Johnson used the Zetas as a case study. He identified the criminal group as the first in the country to “actively recruit soldiers with counterinsurgency training.” It began in the 1990s when the drug trafficking organization Gulf Cartel recruited Guzm├ín Decena, a member of an elite anti-crime military unit created by the Mexican government in the 1980s.
Decena’s job was to create a subgroup of armed enforcers for the cartel. He recruited 30 other soldiers and used his military skillset to create the Zetas. In the decades that followed, these tactics would permeate crime organizations in the country. By 2007, the Zetas would house more than 100 recruits (some even children) at training camps, where it spent thousands of dollars for each recruit to undergo military-style training.
“We can’t let governments off the hook with this. [There are some] government-trained, sometimes U.S.-supported guys who are getting recruited into gangs and are really changing the scene,” Johnson says. This is “making it much more violent, much more dangerous for innocent people like migrants trying to make their way through parts of Mexico. There are plenty of bad guys very close to government.”
The article is one of the first to link “state terrorism” and organized crime which, Johnson says, many studies have overlooked. He notes that terrorist counter-insurgency tactics utilized by U.S. and Mexican governments have entered criminal organizations through highly trained and well-equipped military units.

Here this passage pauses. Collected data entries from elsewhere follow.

//! Rubik's cube state.
//!
//! Owns the n³ sub-cubes and the two mutating operations on them:
//! - continuous per-layer rotation (visual only, transform updates), and
//! - discrete color permutation after a turn snaps to a multiple of 90°.
//!
//! Sub-cube face order is load-bearing: Z−, X+, Z+, X−, Y+, Y−. The color
//! permutation tables and the shell-color assignment index by it.

use std::f64::consts::PI;

use serde::{Deserialize, Serialize};

use crate::grid::{Axis, GridPos, Layout, SnapAngle};
use crate::math::{Mat3, Vec3};
use crate::mesh::{Quad, QuadMesh};

/// Slot of one face within a sub-cube, in the fixed initialization order.
#[derive(Debug, Clone, Copy, PartialEq, Eq, Serialize, Deserialize)]
pub enum FaceSlot {
    ZMinus = 0,
    XPlus = 1,
    ZPlus = 2,
    XMinus = 3,
    YPlus = 4,
    YMinus = 5,
}

impl FaceSlot {
    pub const ALL: [FaceSlot; 6] = [
        FaceSlot::ZMinus,
        FaceSlot::XPlus,
        FaceSlot::ZPlus,
        FaceSlot::XMinus,
        FaceSlot::YPlus,
        FaceSlot::YMinus,
    ];
}

/// Packed 0xRRGGBB colors used by the puzzle and its renderer.
pub mod palette {
    /// Interior faces that never reach the shell.
    pub const HIDDEN: u32 = 0x222222;
    pub const WHITE: u32 = 0xDDDDDD;
    pub const RED: u32 = 0xDD3333;
    pub const GREEN: u32 = 0x33DD33;
    pub const BLUE: u32 = 0x3333DD;
    pub const YELLOW: u32 = 0xDDDD33;
    pub const ORANGE: u32 = 0xDD9933;
    /// Window background, for the renderer's use.
    pub const BACKGROUND: u32 = 0xBBBBBB;
}

/// Gain applied to pointer deltas when free-rotating the view.
pub const VIEW_ROTATION_GAIN: f64 = PI / 360.0;

/// One rigid sub-cube: a unit-cube quad mesh plus its grid coordinate.
#[derive(Debug, Clone, Serialize, Deserialize)]
pub struct SubCube {
    pub mesh: QuadMesh,
    pub grid: GridPos,
}

impl SubCube {
    fn new(grid: GridPos, layout: &Layout) -> Self {
        let mut mesh = QuadMesh {
            scale: layout.scale,
            translation: layout.rest_position(grid),
            ..Default::default()
        };
        mesh.add_vertex(Vec3::new(-1.0, 1.0, -1.0));
        mesh.add_vertex(Vec3::new(-1.0, -1.0, -1.0));
        mesh.add_vertex(Vec3::new(1.0, -1.0, -1.0));
        mesh.add_vertex(Vec3::new(1.0, 1.0, -1.0));
        mesh.add_vertex(Vec3::new(-1.0, 1.0, 1.0));
        mesh.add_vertex(Vec3::new(-1.0, -1.0, 1.0));
        mesh.add_vertex(Vec3::new(1.0, -1.0, 1.0));
        mesh.add_vertex(Vec3::new(1.0, 1.0, 1.0));
        mesh.add_face(Quad::new([0, 1, 2, 3])); // Z-
        mesh.add_face(Quad::new([2, 6, 7, 3])); // X+
        mesh.add_face(Quad::new([7, 6, 5, 4])); // Z+
        mesh.add_face(Quad::new([4, 5, 1, 0])); // X-
        mesh.add_face(Quad::new([0, 3, 7, 4])); // Y+
        mesh.add_face(Quad::new([1, 5, 6, 2])); // Y-
        Self { mesh, grid }
    }

    pub fn face_color(&self, slot: FaceSlot) -> u32 {
        self.mesh.faces[slot as usize].color
    }

    fn set_colors(&mut self, colors: [u32; 6]) {
        for (face, color) in self.mesh.faces.iter_mut().zip(colors) {
            face.color = color;
        }
    }
}

/// One sticker, addressed as (flat sub-cube index, face slot).
type StickerRef = (usize, FaceSlot);

/// The whole puzzle: n³ sub-cubes plus the view transform.
#[derive(Debug, Clone, Serialize, Deserialize)]
pub struct RubiksCube {
    layout: Layout,
    cubes: Vec<SubCube>,
    pub global_rotation: Mat3,
    pub global_translation: Vec3,
}

impl RubiksCube {
    pub fn new(layout: Layout) -> Self {
        let n = layout.cube_count;
        let cubes = (0..n * n * n)
            .map(|i| SubCube::new(GridPos::from_index(i, n), &layout))
            .collect();
        let h = layout.half_extent;
        let mut cube = Self {
            layout,
            cubes,
            global_rotation: Mat3::IDENTITY,
            global_translation: Vec3::new(2.0 * h, 2.0 * h, 2.0 * h),
        };
        cube.reset_colors();
        cube.reset_view();
        cube
    }

    pub fn layout(&self) -> &Layout {
        &self.layout
    }

    pub fn cubes(&self) -> &[SubCube] {
        &self.cubes
    }

    pub fn face_color(&self, pos: GridPos, slot: FaceSlot) -> u32 {
        self.cubes[pos.index(self.layout.cube_count)].face_color(slot)
    }

    /// Shell faces get the canonical six-color palette; everything interior
    /// is painted the hidden color.
    pub fn reset_colors(&mut self) {
        let last = self.layout.cube_count - 1;
        for cube in &mut self.cubes {
            let pos = cube.grid;
            let mut colors = [
                palette::GREEN,  // Z-
                palette::RED,    // X+
                palette::BLUE,   // Z+
                palette::ORANGE, // X-
                palette::YELLOW, // Y+
                palette::WHITE,  // Y-
            ];
            if pos.z != 0 {
                colors[FaceSlot::ZMinus as usize] = palette::HIDDEN;
            }
            if pos.x != last {
                colors[FaceSlot::XPlus as usize] = palette::HIDDEN;
            }
            if pos.z != last {
                colors[FaceSlot::ZPlus as usize] = palette::HIDDEN;
            }
            if pos.x != 0 {
                colors[FaceSlot::XMinus as usize] = palette::HIDDEN;
            }
            if pos.y != last {
                colors[FaceSlot::YPlus as usize] = palette::HIDDEN;
            }
            if pos.y != 0 {
                colors[FaceSlot::YMinus as usize] = palette::HIDDEN;
            }
            cube.set_colors(colors);
        }
    }

    /// Default viewing angle: slightly from above and off-axis.
    pub fn reset_view(&mut self) {
        self.global_rotation = Mat3::rotation_x(PI / 6.0) * Mat3::rotation_y(PI / 4.0);
    }

    /// Puts every sub-cube back on its rest transform. Called after a turn
    /// commits (the permuted colors encode the new state) and by resets.
    pub fn reset_face_transforms(&mut self) {
        for cube in &mut self.cubes {
            cube.mesh.rotation = Mat3::IDENTITY;
            cube.mesh.translation = self.layout.rest_position(cube.grid);
        }
    }

    /// Free-look: composes incremental world-X/world-Y rotations onto the
    /// view from a pointer delta.
    pub fn global_rotate(&mut self, delta: Vec3) {
        let delta = delta * VIEW_ROTATION_GAIN;
        self.global_rotation = Mat3::rotation_x(delta.y) * self.global_rotation;
        self.global_rotation = Mat3::rotation_y(-delta.x) * self.global_rotation;
    }

    /// Visually spins the layer of `layer` perpendicular to `axis` by
    /// `theta` radians. Transform-only; colors are untouched.
    pub fn rotate_face(&mut self, layer: GridPos, axis: Axis, theta: f64) {
        let n = self.layout.cube_count;
        let layer_offset_units = layer.coord(axis) as f64 - self.layout.center();
        let rotation = match axis {
            Axis::X => Mat3::rotation_x(theta),
            Axis::Y => Mat3::rotation_y(theta),
            Axis::Z => Mat3::rotation_z(theta),
        };
        for i in 0..n {
            for j in 0..n {
                let pos = match axis {
                    Axis::X => GridPos::new(layer.x, i, j),
                    Axis::Y => GridPos::new(i, layer.y, j),
                    Axis::Z => GridPos::new(i, j, layer.z),
                };
                // Split the rest offset into the in-layer part (which spins
                // about the layer center) and the along-axis part.
                let mut in_layer = self.layout.rest_position(pos) / self.layout.spacing;
                in_layer[axis] = 0.0;
                let mut along = Vec3::ZERO;
                along[axis] = layer_offset_units;

                let cube = &mut self.cubes[pos.index(n)];
                cube.mesh.rotation = rotation;
                cube.mesh.translation = (rotation * in_layer + along) * self.layout.spacing;
            }
        }
    }

    /// Permutes the layer's sticker colors for a committed 90/180/270° turn.
    ///
    /// Each swap group is a 4-cycle: the n cap rings around the turn axis
    /// plus, for each of the n−1 perimeter positions, the two lateral faces
    /// parallel to the axis. 180° and 270° are the 90° cycle applied twice
    /// and three times.
    pub fn rotate_colors(&mut self, layer: GridPos, axis: Axis, snap: SnapAngle) {
        let shift = snap.quarter_turns();
        if shift == 0 {
            return;
        }
        for group in self.swap_groups(layer, axis) {
            let colors = group.map(|(cube, slot)| self.cubes[cube].face_color(slot));
            for (j, &(cube, slot)) in group.iter().enumerate() {
                self.cubes[cube].mesh.faces[slot as usize].color = colors[(j + shift) % 4];
            }
        }
    }

    fn swap_groups(&self, layer: GridPos, axis: Axis) -> Vec<[StickerRef; 4]> {
        let n = self.layout.cube_count;
        let n2 = n * n;
        let last = n - 1;
        let mut groups = Vec::with_capacity(3 * n - 2);
        match axis {
            Axis::X => {
                let x = layer.x;
                let ring = |i: usize| {
                    [
                        x + i * n2,
                        x + i * n + last * n2,
                        x + last * n + (last - i) * n2,
                        x + (last - i) * n,
                    ]
                };
                for i in 0..n {
                    let [a, b, c, d] = ring(i);
                    groups.push([
                        (a, FaceSlot::YMinus),
                        (b, FaceSlot::ZPlus),
                        (c, FaceSlot::YPlus),
                        (d, FaceSlot::ZMinus),
                    ]);
                }
                for i in 0..last {
                    groups.push(ring(i).map(|c| (c, FaceSlot::XPlus)));
                    groups.push(ring(i).map(|c| (c, FaceSlot::XMinus)));
                }
            }
            Axis::Y => {
                let y = layer.y;
                let ring = |i: usize| {
                    [
                        i + y * n,
                        last + y * n + i * n2,
                        last - i + y * n + last * n2,
                        y * n + (last - i) * n2,
                    ]
                };
                for i in 0..n {
                    let [a, b, c, d] = ring(i);
                    groups.push([
                        (a, FaceSlot::ZMinus),
                        (b, FaceSlot::XPlus),
                        (c, FaceSlot::ZPlus),
                        (d, FaceSlot::XMinus),
                    ]);
                }
                for i in 0..last {
                    groups.push(ring(i).map(|c| (c, FaceSlot::YPlus)));
                    groups.push(ring(i).map(|c| (c, FaceSlot::YMinus)));
                }
            }
            Axis::Z => {
                let z = layer.z;
                let ring = |i: usize| {
                    [
                        (last - i) * n + z * n2,
                        last - i + last * n + z * n2,
                        last + i * n + z * n2,
                        i + z * n2,
                    ]
                };
                for i in 0..n {
                    let [a, b, c, d] = ring(i);
                    groups.push([
                        (a, FaceSlot::XMinus),
                        (b, FaceSlot::YPlus),
                        (c, FaceSlot::XPlus),
                        (d, FaceSlot::YMinus),
                    ]);
                }
                for i in 0..last {
                    groups.push(ring(i).map(|c| (c, FaceSlot::ZMinus)));
                    groups.push(ring(i).map(|c| (c, FaceSlot::ZPlus)));
                }
            }
        }
        groups
    }

    /// Projects every sub-cube into the shared output lists and depth-sorts
    /// the visible faces back-to-front.
    pub fn project(&self, out_vertices: &mut Vec<Vec3>, out_faces: &mut Vec<Quad>) {
        for cube in &self.cubes {
            cube.mesh.project(
                &self.global_rotation,
                self.global_translation,
                out_vertices,
                out_faces,
            );
        }
        crate::mesh::z_sort(out_faces);
    }
}

#[cfg(test)]
mod tests {
    use super::*;

    fn cube() -> RubiksCube {
        RubiksCube::new(Layout::new(3))
    }

    #[test]
    fn center_cube_is_fully_hidden() {
        let cube = cube();
        for slot in FaceSlot::ALL {
            assert_eq!(cube.face_color(GridPos::new(1, 1, 1), slot), palette::HIDDEN);
        }
    }

    #[test]
    fn corner_cube_shows_three_colors() {
        let cube = cube();
        let corner = GridPos::new(2, 2, 2);
        assert_eq!(cube.face_color(corner, FaceSlot::XPlus), palette::RED);
        assert_eq!(cube.face_color(corner, FaceSlot::YPlus), palette::YELLOW);
        assert_eq!(cube.face_color(corner, FaceSlot::ZPlus), palette::BLUE);
        assert_eq!(cube.face_color(corner, FaceSlot::ZMinus), palette::HIDDEN);
    }

    #[test]
    fn zero_rotation_keeps_rest_transforms() {
        let mut cube = cube();
        cube.rotate_face(GridPos::new(0, 0, 0), Axis::Y, 0.0);
        for sub in cube.cubes() {
            let rest = cube.layout().rest_position(sub.grid);
            assert!((sub.mesh.translation - rest).length() < 1e-9);
        }
    }

    #[test]
    fn half_turn_moves_edge_to_opposite_edge() {
        let mut cube = cube();
        cube.rotate_face(GridPos::new(0, 1, 0), Axis::Y, PI);
        // The (0,1,0) sub-cube ends up where (2,1,2) rests.
        let moved = &cube.cubes()[GridPos::new(0, 1, 0).index(3)];
        let target = cube.layout().rest_position(GridPos::new(2, 1, 2));
        assert!((moved.mesh.translation - target).length() < 1e-9);
    }

    #[test]
    fn swap_group_count_matches_layer() {
        let cube = cube();
        // n cap rings + 2(n-1) lateral rings.
        for axis in Axis::ALL {
            let groups = cube.swap_groups(GridPos::new(0, 0, 0), axis);
            assert_eq!(groups.len(), 7);
        }
    }

    #[test]
    fn swap_groups_stay_inside_the_layer() {
        let cube = cube();
        for axis in Axis::ALL {
            for layer_idx in 0..3 {
                let layer = match axis {
                    Axis::X => GridPos::new(layer_idx, 0, 0),
                    Axis::Y => GridPos::new(0, layer_idx, 0),
                    Axis::Z => GridPos::new(0, 0, layer_idx),
                };
                for group in cube.swap_groups(layer, axis) {
                    for (idx, _) in group {
                        let pos = GridPos::from_index(idx, 3);
                        assert_eq!(pos.coord(axis), layer_idx);
                    }
                }
            }
        }
    }
}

Johnson has returned to Mexico several times between 2017 and 2019 to conduct research for his dissertation, funded by a string of CUNY grants. His dissertation examines criminal communication in Mexico. During his trips, Johnson assembled a database of over 6,000 “narco-messages” — written messages displayed in public that are attributed to organized crime groups.
“They’re written in black or red block lettering; they are full of unusual spelling,” Johnson explains about the messages. “They’re usually full of insults, they usually contain threats. But there’s always an element of, ‘We’re the good guys.’”
Along with collecting the messages, Johnson interviewed journalists and activists in his research. He says he stayed safe by learning from locals which dangerous areas to avoid — and his being Australian worked to his benefit.
Now, Johnson says he spends most of his time in The Graduate Center’s New Media Lab, which he joined in 2019, working to decipher the messages and complete his dissertation. When he completes the program, Johnson says he plans to remain in academia and teach — “I just like being in the classroom.”